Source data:
= = =

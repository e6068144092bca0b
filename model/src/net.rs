use std::io::{self, Write};

use ndarray::{Array1, Array2};
use rand::{SeedableRng, rngs::StdRng};
use rand_distr::{Distribution, Uniform};

use crate::{
    error::Result,
    reduce::Reducible,
    spec::NetSpec,
};

type Header = u32;

/// Flat description of the layer shapes, written ahead of the raw parameters.
#[derive(serde::Serialize, serde::Deserialize)]
struct SnapshotHeader {
    layers: Vec<(usize, usize)>,
}

/// Dense network parameters, one weight matrix and bias vector per layer.
///
/// This is the model snapshot the coordination layer passes around: a value
/// with elementwise merge/scale so many of them can be averaged into one.
#[derive(Debug, Clone, PartialEq)]
pub struct NetParams {
    weights: Vec<Array2<f32>>,
    biases: Vec<Array1<f32>>,
}

impl NetParams {
    /// Builds the initial parameters for a spec, seeded from its generator seed.
    ///
    /// Weights use Xavier-uniform initialization, biases start at zero. The
    /// same spec always produces the same parameters.
    ///
    /// # Errors
    /// Returns an error when a layer's initialization range degenerates.
    pub fn seeded(spec: &NetSpec) -> Result<Self> {
        let mut rng = StdRng::seed_from_u64(spec.seed());
        let dims = spec.layer_dims();

        let mut weights = Vec::with_capacity(dims.len());
        let mut biases = Vec::with_capacity(dims.len());

        for (rows, cols) in dims {
            let range = (6.0 / (rows + cols) as f32).sqrt();
            let dist = Uniform::new(-range, range)?;
            weights.push(Array2::from_shape_fn((rows, cols), |_| dist.sample(&mut rng)));
            biases.push(Array1::zeros(rows));
        }

        Ok(Self { weights, biases })
    }

    /// Number of dense layers.
    pub fn layer_count(&self) -> usize {
        self.weights.len()
    }

    /// Total number of scalar parameters across all layers.
    pub fn param_count(&self) -> usize {
        let weights: usize = self.weights.iter().map(|w| w.len()).sum();
        let biases: usize = self.biases.iter().map(|b| b.len()).sum();
        weights + biases
    }

    pub fn weights(&self) -> &[Array2<f32>] {
        &self.weights
    }

    pub fn biases(&self) -> &[Array1<f32>] {
        &self.biases
    }
}

impl Reducible for NetParams {
    fn merge(&mut self, other: &Self) {
        debug_assert_eq!(self.weights.len(), other.weights.len());
        debug_assert_eq!(self.biases.len(), other.biases.len());

        for (w, other_w) in self.weights.iter_mut().zip(&other.weights) {
            *w += other_w;
        }
        for (b, other_b) in self.biases.iter_mut().zip(&other.biases) {
            *b += other_b;
        }
    }

    fn scale(&mut self, factor: f32) {
        for w in &mut self.weights {
            *w *= factor;
        }
        for b in &mut self.biases {
            *b *= factor;
        }
    }

    fn write_to<W: Write>(&self, sink: &mut W) -> io::Result<()> {
        let header = SnapshotHeader {
            layers: self.weights.iter().map(|w| w.dim()).collect(),
        };
        let header = serde_json::to_vec(&header)?;

        let len = Header::try_from(header.len())
            .map_err(|e| io::Error::new(io::ErrorKind::InvalidData, e))?;
        sink.write_all(&len.to_be_bytes())?;
        sink.write_all(&header)?;

        for (w, b) in self.weights.iter().zip(&self.biases) {
            sink.write_all(bytemuck::cast_slice(as_flat(w)?))?;
            sink.write_all(bytemuck::cast_slice(b.as_slice().ok_or_else(non_contiguous)?))?;
        }

        Ok(())
    }
}

fn as_flat(array: &Array2<f32>) -> io::Result<&[f32]> {
    array.as_slice().ok_or_else(non_contiguous)
}

fn non_contiguous() -> io::Error {
    io::Error::new(io::ErrorKind::InvalidData, "parameter matrix is not contiguous")
}
#[derive(Debug, Default, Clone)]
pub struct WorkerStats {
    pub contributions: u64,
    pub units: u64,
}

impl WorkerStats {
    #[inline]
    pub fn bump_contribution(&mut self) {
        self.contributions += 1;
    }

    #[inline]
    pub fn add_units(&mut self, n: usize) {
        self.units += n as u64;
    }
}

= = =

### Problem statement
Which lines of the records above contain the word "NetSpec"? Report each one.

### Expected answer
    spec::NetSpec,
    pub fn seeded(spec: &NetSpec) -> Result<Self> {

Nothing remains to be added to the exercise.